Thursday, May 2, 2013

Walmart and Litter: Cause or Effect?

Mark Frauenfelder, writing on Boing Boing, tells of a site that publishes rafts of photos of litter at Walmart.

I once read that people who litter not only have little respect for the world around them, but that they also have little respect for themselves. I believe it. So is it any wonder that Walmart -- which is owned by a handful of the richest people on Earth yet shows little respect for employees, shoppers, communities, and taxpayers -- would have litter-strewn, filthy stores?
That anti-Walmart attitude is clearly shared by the photographer. And it is a sorry bunch of images, I agree, including this one, which has the added value of an incompetently written sign:



What does that sign even mean? If they have testers, isn't spraying what they're for?

But the thing that gets me about the photos is how people could drop their junk so indiscriminately in the first place. Whether it's a crumpled paper towel on the floor or a squeeze jar of jelly left on a shelf beside the tampons, I have to say I just don't understand how things got so out of hand.

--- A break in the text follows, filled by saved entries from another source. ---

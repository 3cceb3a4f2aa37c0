//! Evaluation of a complete statement

use super::backend_trait::{ReplBackend, RunOutcome};
use std::io::{self, Write};
use tracing::debug;

/// What the evaluator printed
#[derive(Debug, Clone, PartialEq, Eq)]
pub enum Evaluation {
    /// The inspected result, printed after the result prefix
    Value(String),
    /// The inspected exception, printed on its own
    Exception(String),
}

/// Run `source` and print its result or exception to `console`.
///
/// Compile failures arrive as exceptions and are printed the same way.
/// The engine stays usable after an exception.
pub fn evaluate<B: ReplBackend>(
    backend: &mut B,
    source: &str,
    console: &mut dyn Write,
    result_prefix: &str,
) -> io::Result<Evaluation> {
    debug!(len = source.len(), "evaluating statement");
    let evaluation = match backend.compile_and_run(source, console) {
        RunOutcome::Returned(value) => {
            let text = describe(backend, &value, console);
            writeln!(console, "{}{}", result_prefix, text)?;
            Evaluation::Value(text)
        }
        RunOutcome::Raised(exception) => {
            let text = describe(backend, &exception, console);
            debug!(exception = %text, "statement raised");
            writeln!(console, "{}", text)?;
            Evaluation::Exception(text)
        }
    };
    console.flush()?;
    Ok(evaluation)
}

fn describe<B: ReplBackend>(
    backend: &mut B,
    value: &B::Value,
    console: &mut dyn Write,
) -> String {
    match backend.inspect(value, console) {
        Some(text) => text,
        None => backend.to_display_string(value),
    }
}

#[cfg(test)]
mod tests {
    use super::*;
    use crate::runtime::board::RecordingBoard;
    use crate::runtime::interpreter::Interpreter;

    fn run(
        interp: &mut Interpreter,
        source: &str,
    ) -> (Evaluation, String) {
        let mut out = Vec::new();
        let evaluation = evaluate(interp, source, &mut out, " => ").unwrap();
        (evaluation, String::from_utf8(out).unwrap())
    }

    fn interpreter() -> Interpreter {
        Interpreter::new(Box::new(RecordingBoard::new())).unwrap()
    }

    #[test]
    fn test_value_gets_result_prefix() {
        let mut interp = interpreter();
        let (evaluation, out) = run(&mut interp, "1 + 1");
        assert_eq!(evaluation, Evaluation::Value("2".into()));
        assert_eq!(out, " => 2\n");
    }

    #[test]
    fn test_script_output_comes_first() {
        let mut interp = interpreter();
        let (_, out) = run(&mut interp, "puts \"hi\"");
        assert_eq!(out, "hi\n => \"hi\"\n");
    }

    #[test]
    fn test_exception_has_no_prefix() {
        let mut interp = interpreter();
        let (evaluation, out) = run(&mut interp, "raise 'oops'");
        assert_eq!(evaluation, Evaluation::Exception("oops (RuntimeError)".into()));
        assert_eq!(out, "oops (RuntimeError)\n");
        let (_, out) = run(&mut interp, "1 / 0");
        assert_eq!(out, "divided by 0 (ZeroDivisionError)\n");
    }

    #[test]
    fn test_compile_failure_reads_like_an_exception() {
        let mut interp = interpreter();
        let (evaluation, _) = run(&mut interp, "next");
        assert_eq!(evaluation, Evaluation::Exception("Invalid next (SyntaxError)".into()));
    }

    #[test]
    fn test_uninspectable_value_falls_back() {
        let mut interp = interpreter();
        let (_, out) = run(&mut interp, "class Raw < BasicObject; end; Raw.new");
        assert_eq!(out, " => #<Raw>\n");
    }

    #[test]
    fn test_user_inspect_is_used() {
        let mut interp = interpreter();
        let (_, out) = run(&mut interp, "class Pt; def inspect; 'P!'; end; end; Pt.new");
        assert_eq!(out, " => P!\n");
    }
}
//! Interactive shell
//!
//! This module contains:
//! - [`backend_trait::ReplBackend`] - Interface to the scripting engine
//! - [`transport::Transport`] - Byte link the shell is served over
//! - [`line::LineReader`] - Line framing and echo
//! - [`buffer::StatementBuffer`] - Text of the statement in progress
//! - [`classify::classify`] - Statement completeness check
//! - [`engine::evaluate`] - Runs a complete statement and prints the result
//! - [`commands::recognize`] - Exit and blank-line handling
//! - [`session::Session`] - The state machine tying it together

pub mod backend_trait;
pub mod buffer;
pub mod classify;
pub mod commands;
pub mod engine;
pub mod line;
pub mod session;
pub mod transport;

pub use backend_trait::{EngineFactory, EngineInitError, ReplBackend, RunOutcome};
pub use buffer::StatementBuffer;
pub use classify::{classify, Classification};
pub use commands::CommandResult;
pub use engine::Evaluation;
pub use line::{Console, LineReader};
pub use session::{Prompt, Session, SessionState, ShellError, BANNER};
pub use transport::{MockTransport, StdioTransport, Transport};
//! Runtime values
//!
//! `Value` is the representation of every script object. Immediates
//! (`nil`, booleans, numbers, symbols) are stored inline; everything
//! mutable or identity-bearing is behind an `Rc`, so cloning a `Value`
//! never copies the object it refers to.

pub mod format;

pub use format::{format_float, inspect_str, inspect_sym};

use crate::frontend::parser::ast::BlockDef;
use crate::runtime::class::Class;
use crate::runtime::interpreter::{Env, Frame};
use indexmap::IndexMap;
use smallvec::SmallVec;
use std::cell::RefCell;
use std::fmt;
use std::rc::Rc;

/// Call arguments
pub type Args = SmallVec<[Value; 4]>;

#[derive(Clone, Default)]
pub enum Value {
    #[default]
    Nil,
    Bool(bool),
    Int(i64),
    Float(f64),
    Str(Rc<RefCell<String>>),
    Sym(Rc<str>),
    Array(Rc<RefCell<Vec<Value>>>),
    Hash(Rc<RefCell<HashValue>>),
    Range(Rc<RangeValue>),
    Regexp(Rc<RegexpValue>),
    Proc(Rc<ProcValue>),
    Class(Rc<Class>),
    Object(Rc<Object>),
}

impl Value {
    pub fn str(text: impl Into<String>) -> Value {
        Value::Str(Rc::new(RefCell::new(text.into())))
    }

    pub fn sym(name: &str) -> Value {
        Value::Sym(Rc::from(name))
    }

    pub fn array(items: Vec<Value>) -> Value {
        Value::Array(Rc::new(RefCell::new(items)))
    }

    pub fn hash(hash: HashValue) -> Value {
        Value::Hash(Rc::new(RefCell::new(hash)))
    }

    /// Everything except `nil` and `false` is true.
    #[inline]
    pub fn truthy(&self) -> bool {
        !matches!(self, Value::Nil | Value::Bool(false))
    }

    #[inline]
    pub fn is_nil(&self) -> bool {
        matches!(self, Value::Nil)
    }

    pub fn as_int(&self) -> Option<i64> {
        match self {
            Value::Int(i) => Some(*i),
            _ => None,
        }
    }

    /// Numeric value as a float, for mixed arithmetic.
    pub fn as_f64(&self) -> Option<f64> {
        match self {
            Value::Int(i) => Some(*i as f64),
            Value::Float(f) => Some(*f),
            _ => None,
        }
    }

    /// Object identity (`equal?`). Immediates compare by value.
    pub fn identical(
        &self,
        other: &Value,
    ) -> bool {
        match (self, other) {
            (Value::Nil, Value::Nil) => true,
            (Value::Bool(a), Value::Bool(b)) => a == b,
            (Value::Int(a), Value::Int(b)) => a == b,
            (Value::Float(a), Value::Float(b)) => a.to_bits() == b.to_bits(),
            (Value::Sym(a), Value::Sym(b)) => a == b,
            _ => match (self.heap_id(), other.heap_id()) {
                (Some(a), Some(b)) => a == b,
                _ => false,
            },
        }
    }

    /// Address of the shared object, if the value has one.
    pub fn heap_id(&self) -> Option<usize> {
        let id = match self {
            Value::Str(s) => Rc::as_ptr(s) as *const u8 as usize,
            Value::Array(a) => Rc::as_ptr(a) as *const u8 as usize,
            Value::Hash(h) => Rc::as_ptr(h) as *const u8 as usize,
            Value::Range(r) => Rc::as_ptr(r) as *const u8 as usize,
            Value::Regexp(r) => Rc::as_ptr(r) as *const u8 as usize,
            Value::Proc(p) => Rc::as_ptr(p) as *const u8 as usize,
            Value::Class(c) => Rc::as_ptr(c) as *const u8 as usize,
            Value::Object(o) => Rc::as_ptr(o) as *const u8 as usize,
            _ => return None,
        };
        Some(id)
    }

    /// Snapshot of an array's elements
    pub fn array_items(&self) -> Option<Vec<Value>> {
        match self {
            Value::Array(items) => Some(items.borrow().clone()),
            _ => None,
        }
    }
}

impl fmt::Debug for Value {
    fn fmt(
        &self,
        f: &mut fmt::Formatter<'_>,
    ) -> fmt::Result {
        match self {
            Value::Nil => write!(f, "nil"),
            Value::Bool(b) => write!(f, "{}", b),
            Value::Int(i) => write!(f, "{}", i),
            Value::Float(x) => write!(f, "{}", format_float(*x)),
            Value::Str(s) => write!(f, "{}", inspect_str(&s.borrow())),
            Value::Sym(s) => write!(f, "{}", inspect_sym(s)),
            Value::Array(items) => f.debug_list().entries(items.borrow().iter()).finish(),
            Value::Hash(h) => f
                .debug_map()
                .entries(h.borrow().iter().map(|(k, v)| (k.clone(), v.clone())))
                .finish(),
            Value::Range(r) => write!(
                f,
                "{:?}{}{:?}",
                r.start,
                if r.exclusive { "..." } else { ".." },
                r.end
            ),
            Value::Regexp(r) => write!(f, "/{}/{}", r.source, r.flags),
            Value::Proc(p) => write!(f, "#<Proc{}>", if p.lambda { " (lambda)" } else { "" }),
            Value::Class(c) => write!(f, "{}", c.name),
            Value::Object(o) => write!(f, "#<{}>", o.class.name),
        }
    }
}

/// Hash key derived from a value. Strings are keyed by content, numbers
/// by value and type, other heap objects by identity.
#[derive(Debug, Clone, PartialEq, Eq, Hash)]
pub enum HashKey {
    Nil,
    Bool(bool),
    Int(i64),
    Float(u64),
    Str(String),
    Sym(Rc<str>),
    Array(Vec<HashKey>),
    Range(Box<HashKey>, Box<HashKey>, bool),
    Id(usize),
}

impl HashKey {
    pub fn of(value: &Value) -> HashKey {
        match value {
            Value::Nil => HashKey::Nil,
            Value::Bool(b) => HashKey::Bool(*b),
            Value::Int(i) => HashKey::Int(*i),
            // -0.0 and 0.0 are the same key
            Value::Float(x) => HashKey::Float(if *x == 0.0 { 0 } else { x.to_bits() }),
            Value::Str(s) => HashKey::Str(s.borrow().clone()),
            Value::Sym(s) => HashKey::Sym(s.clone()),
            Value::Array(items) => HashKey::Array(items.borrow().iter().map(HashKey::of).collect()),
            Value::Range(r) => HashKey::Range(
                Box::new(HashKey::of(&r.start)),
                Box::new(HashKey::of(&r.end)),
                r.exclusive,
            ),
            other => HashKey::Id(other.heap_id().unwrap_or_default()),
        }
    }
}

/// Insertion-ordered hash table
#[derive(Debug, Clone, Default)]
pub struct HashValue {
    entries: IndexMap<HashKey, (Value, Value)>,
    /// Returned by `[]` for missing keys.
    pub default: Value,
    /// Block given to `Hash.new`, called with the hash and the key.
    pub default_proc: Option<Value>,
}

impl HashValue {
    pub fn new() -> Self {
        Self::default()
    }

    pub fn get(
        &self,
        key: &Value,
    ) -> Option<&Value> {
        self.entries.get(&HashKey::of(key)).map(|(_, v)| v)
    }

    pub fn contains_key(
        &self,
        key: &Value,
    ) -> bool {
        self.entries.contains_key(&HashKey::of(key))
    }

    /// Insert or update. String keys are copied so later mutation of
    /// the caller's string does not move the entry.
    pub fn insert(
        &mut self,
        key: Value,
        value: Value,
    ) {
        let key = match key {
            Value::Str(s) => Value::str(s.borrow().clone()),
            other => other,
        };
        let hash_key = HashKey::of(&key);
        match self.entries.get_mut(&hash_key) {
            Some(entry) => entry.1 = value,
            None => {
                self.entries.insert(hash_key, (key, value));
            }
        }
    }

    pub fn remove(
        &mut self,
        key: &Value,
    ) -> Option<Value> {
        self.entries.shift_remove(&HashKey::of(key)).map(|(_, v)| v)
    }

    pub fn len(&self) -> usize {
        self.entries.len()
    }

    pub fn is_empty(&self) -> bool {
        self.entries.is_empty()
    }

    pub fn clear(&mut self) {
        self.entries.clear();
    }

    pub fn iter(&self) -> impl Iterator<Item = (&Value, &Value)> {
        self.entries.values().map(|(k, v)| (k, v))
    }

    pub fn keys(&self) -> Vec<Value> {
        self.entries.values().map(|(k, _)| k.clone()).collect()
    }

    pub fn values(&self) -> Vec<Value> {
        self.entries.values().map(|(_, v)| v.clone()).collect()
    }

    /// `[key, value]` pairs as arrays
    pub fn pairs(&self) -> Vec<Value> {
        self.iter()
            .map(|(k, v)| Value::array(vec![k.clone(), v.clone()]))
            .collect()
    }
}

impl FromIterator<(Value, Value)> for HashValue {
    fn from_iter<I: IntoIterator<Item = (Value, Value)>>(iter: I) -> Self {
        let mut hash = HashValue::new();
        for (k, v) in iter {
            hash.insert(k, v);
        }
        hash
    }
}

#[derive(Debug)]
pub struct RangeValue {
    pub start: Value,
    pub end: Value,
    pub exclusive: bool,
}

impl RangeValue {
    /// Integer bounds, with the exclusive end already applied.
    pub fn int_bounds(&self) -> Option<(i64, i64)> {
        let lo = self.start.as_int()?;
        let hi = self.end.as_int()?;
        Some((lo, if self.exclusive { hi - 1 } else { hi }))
    }
}

#[derive(Debug)]
pub struct RegexpValue {
    pub source: String,
    pub flags: String,
    pub regex: regex::Regex,
}

impl RegexpValue {
    /// Compile `source` with Ruby-style option letters (`i`, `m`, `x`).
    pub fn new(
        source: &str,
        flags: &str,
    ) -> Result<Self, regex::Error> {
        let mut inline = String::new();
        for flag in flags.chars() {
            match flag {
                'i' => inline.push('i'),
                'm' => inline.push('s'),
                'x' => inline.push('x'),
                _ => {}
            }
        }
        let pattern = if inline.is_empty() {
            source.to_string()
        } else {
            format!("(?{}){}", inline, source)
        };
        let regex = regex::Regex::new(&pattern)?;
        let mut flags: Vec<char> = flags.chars().filter(|c| "imx".contains(*c)).collect();
        flags.sort_by_key(|c| "mix".find(*c));
        flags.dedup();
        Ok(Self {
            source: source.to_string(),
            flags: flags.into_iter().collect(),
            regex,
        })
    }
}

/// Block, proc or lambda
#[derive(Debug)]
pub struct ProcValue {
    pub body: ProcBody,
    pub lambda: bool,
    /// Identifies the call this block was attached to, for `break`.
    pub tag: usize,
}

#[derive(Debug, Clone)]
pub enum ProcBody {
    Block {
        def: Rc<BlockDef>,
        env: Env,
        frame: Rc<Frame>,
    },
    /// `&:name`
    Symbol(Rc<str>),
}

/// Instance of a user class or of an exception class
#[derive(Debug)]
pub struct Object {
    pub class: Rc<Class>,
    pub ivars: RefCell<IndexMap<String, Value>>,
}

impl Object {
    pub fn new(class: Rc<Class>) -> Rc<Object> {
        Rc::new(Object {
            class,
            ivars: RefCell::new(IndexMap::new()),
        })
    }
}

#[cfg(test)]
mod tests;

Do other major retailers have just as much of this stuff to clean up constantly, but do a better job at it than the Walmarts in these photos? Or does a little bit of litter breed casual indifference on the part of other shoppers, who then are more likely to litter? (As Tom Vanderbilt discussed in the section on descriptive norms in his book Traffic.)

I have been in a Walmart only once, and I confess my only memory of it is the odor at the entrance. It was a mix of unpleasant cleaning products masking something even more unpleasant. It was enough to make me never go back.

2 comments:

Cavewoman said...

I'm a manager at a large national retailer, and I can tell you for certain I am constantly picking up garbage in my store. Coffee cups, used napkins/kleenex, random pieces of paper. As you surmise, a couple pieces of litter attracts more. Similarly, a small pile of out of place merchandise will attract more. I assume it is the case because people are at least slightly embarrassed to be littering, but if they see a pile already started they can feel more anonymous when adding to it.

Michael Leddy said...

In college, I worked in discount department stores, and I can attest that customers will leave stuff anywhere. There will always be a mess. Don’t want that ground beef after all? Just leave it on a shelf somewhere. We would get done straightening up an aisle (that was the lingo) and find it immediately going to pieces.

But the scenes in these photographs suggest disarray and trash beyond any standard of what’s acceptable. A large part of the problem is that Walmart stores understaff their operations: there aren’t enough people to do the work of keeping up appearances.